Boyer first came to public attention in 1973, when he and Stanley Cohen of Stanford University helped point the way to such miracles. They devised a relatively simple method for taking genes--which contain instructions for one or more inherited characteristics--out of one living organism and splicing them into the genes of another. The resulting hybrid, usually a variety of the common bacterium E. coli, then makes the substance ordered up by its new gene.
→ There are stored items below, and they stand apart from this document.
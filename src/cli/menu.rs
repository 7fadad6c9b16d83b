//! Interactive menu - the default when no subcommand is given

use super::{analyze, batch, compare, read_statement, Session};
use crate::reporters::{render_statement, OutputFormat};
use anyhow::Result;
use std::io::{BufRead, Write};
use std::path::PathBuf;

const RULE_WIDTH: usize = 65;

enum Choice {
    Analyze,
    Compare,
    Batch,
    Exit,
    Unknown(String),
}

impl Choice {
    fn parse(line: &str) -> Self {
        match line.trim() {
            "1" => Choice::Analyze,
            "2" => Choice::Compare,
            "3" => Choice::Batch,
            "4" => Choice::Exit,
            other => Choice::Unknown(other.to_string()),
        }
    }
}

/// Print `label` and read one line. `None` on end of input.
fn prompt(input: &mut dyn BufRead, out: &mut dyn Write, label: &str) -> Result<Option<String>> {
    write!(out, "{}", label)?;
    out.flush()?;
    let mut line = String::new();
    if input.read_line(&mut line)? == 0 {
        return Ok(None);
    }
    Ok(Some(line.trim_end_matches(['\r', '\n']).to_string()))
}

/// Paths pasted from a file manager often arrive quoted
fn clean_path(raw: &str) -> PathBuf {
    PathBuf::from(raw.trim().trim_matches(['"', ' ']))
}

fn banner(out: &mut dyn Write) -> Result<()> {
    let rule = "=".repeat(RULE_WIDTH);
    writeln!(out, "\n{}\n         LYAR: INTELLIGENCE & FORENSICS\n{}", rule, rule)?;
    writeln!(
        out,
        "1. Analyze Statement | 2. Compare Statements | 3. Batch Process Folder | 4. Exit"
    )?;
    Ok(())
}

fn analyze_statement(session: &Session, input: &mut dyn BufRead, out: &mut dyn Write) -> Result<bool> {
    let Some(raw) = prompt(input, out, "File Path: ")? else {
        return Ok(false);
    };
    let path = clean_path(&raw);
    let text = read_statement(&path)?;
    let Some(report) = analyze::build_report(session, &text) else {
        writeln!(out, "No words to analyze in {}; skipping.", path.display())?;
        return Ok(true);
    };
    out.write_all(render_statement(&report, OutputFormat::Text, session.color)?.as_bytes())?;

    let Some(answer) = prompt(input, out, "Export HTML Report? (y/n): ")? else {
        return Ok(false);
    };
    if answer.trim().eq_ignore_ascii_case("y") {
        let target = session.config.html_output();
        analyze::export_html(&report, &target)?;
        writeln!(
            out,
            "\n[SUCCESS] Comprehensive HTML report with legend saved: {}",
            target.display()
        )?;
    }
    Ok(true)
}

fn compare_statements(session: &Session, input: &mut dyn BufRead, out: &mut dyn Write) -> Result<bool> {
    let Some(first) = prompt(input, out, "File 1 Path: ")? else {
        return Ok(false);
    };
    let Some(second) = prompt(input, out, "File 2 Path: ")? else {
        return Ok(false);
    };
    compare::run(
        session,
        &clean_path(&first),
        &clean_path(&second),
        OutputFormat::Text,
        out,
    )?;
    Ok(true)
}

fn batch_folder(session: &Session, input: &mut dyn BufRead, out: &mut dyn Write) -> Result<bool> {
    let Some(raw) = prompt(input, out, "Folder path: ")? else {
        return Ok(false);
    };
    let chart = session.config.chart_output();
    batch::run(
        session,
        &clean_path(&raw),
        session.config.extension(),
        OutputFormat::Text,
        None,
        Some(&chart),
        out,
    )?;
    Ok(true)
}

/// Run the menu loop until the user exits or input ends.
///
/// Errors from a single action are reported and the loop continues.
pub fn run(session: &Session, input: &mut dyn BufRead, out: &mut dyn Write) -> Result<()> {
    loop {
        banner(out)?;
        let Some(line) = prompt(input, out, "\nOption: ")? else {
            writeln!(out)?;
            return Ok(());
        };

        let outcome = match Choice::parse(&line) {
            Choice::Analyze => analyze_statement(session, input, out),
            Choice::Compare => compare_statements(session, input, out),
            Choice::Batch => batch_folder(session, input, out),
            Choice::Exit => {
                writeln!(out, "Closing LYAR engine...")?;
                return Ok(());
            }
            Choice::Unknown(other) => {
                writeln!(out, "Unknown option '{}'. Choose 1-4.", other)?;
                Ok(true)
            }
        };

        match outcome {
            Ok(true) => {}
            Ok(false) => {
                writeln!(out)?;
                return Ok(());
            }
            Err(e) => writeln!(out, "System Error: {:#}", e)?,
        }
    }
}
So powerful a tool is recombinant DNA, as it is called, that the rapidly proliferating bugs can act like little microbial factories churning out great quantities of material.

Three years later, Boyer joined with a young entrepreneur named Robert Swanson, then 28, to exploit this amazing--and, in some eyes, dangerous--new technology. Only lately has their firm, Genentech Inc.. begun to turn a profit. But its prototype bacterial factories have been extremely busy. They have already produced half a dozen different substances, including insulin, human growth hormone and interferon, the antiviral agent being investigated as a cancer cure. Genentech (pronounced jeh-nen-tek) has also paid off handsomely for Boyer (his initial investment: $500). Offered publicly last October, its stock shot up within 20 minutes to $89 a share from an initial price of $35. Even near year's end, after it settled back to around $40, Boyer's own holdings were worth $37 million.

Though Genentech was the most prominent of the new biotechnology firms to go public, it is only one of many contenders in this rapidly expanding business, which got a strong boost last year by the U.S. Supreme Court's ruling that new life forms are patentable. (The first gene-splicing patent was for Boyer and Cohen's work.) Nor is Boyer, who remains at the University of California, the only academician with commercial ties. In 1980 dozens of scientists signed up with gene-engineering firms.

Some of Boyer's colleagues carp that the Genentech connection has tainted his reputation as a "pure scientist." There has also been talk that it cost Boyer a Nobel Prize--one of the 1980 awards was shared by Stanford's Paul Berg for recombinant DNA research. But Boyer, whose only real ostentation is a new Porsche, has every reason to shrug off the criticism. After all, he argues, the full benefits of genetic engineering--say, the curing of diseases--can never come out of a university setting alone. "Business is more efficient," he says. "It will bring benefits to the public much faster."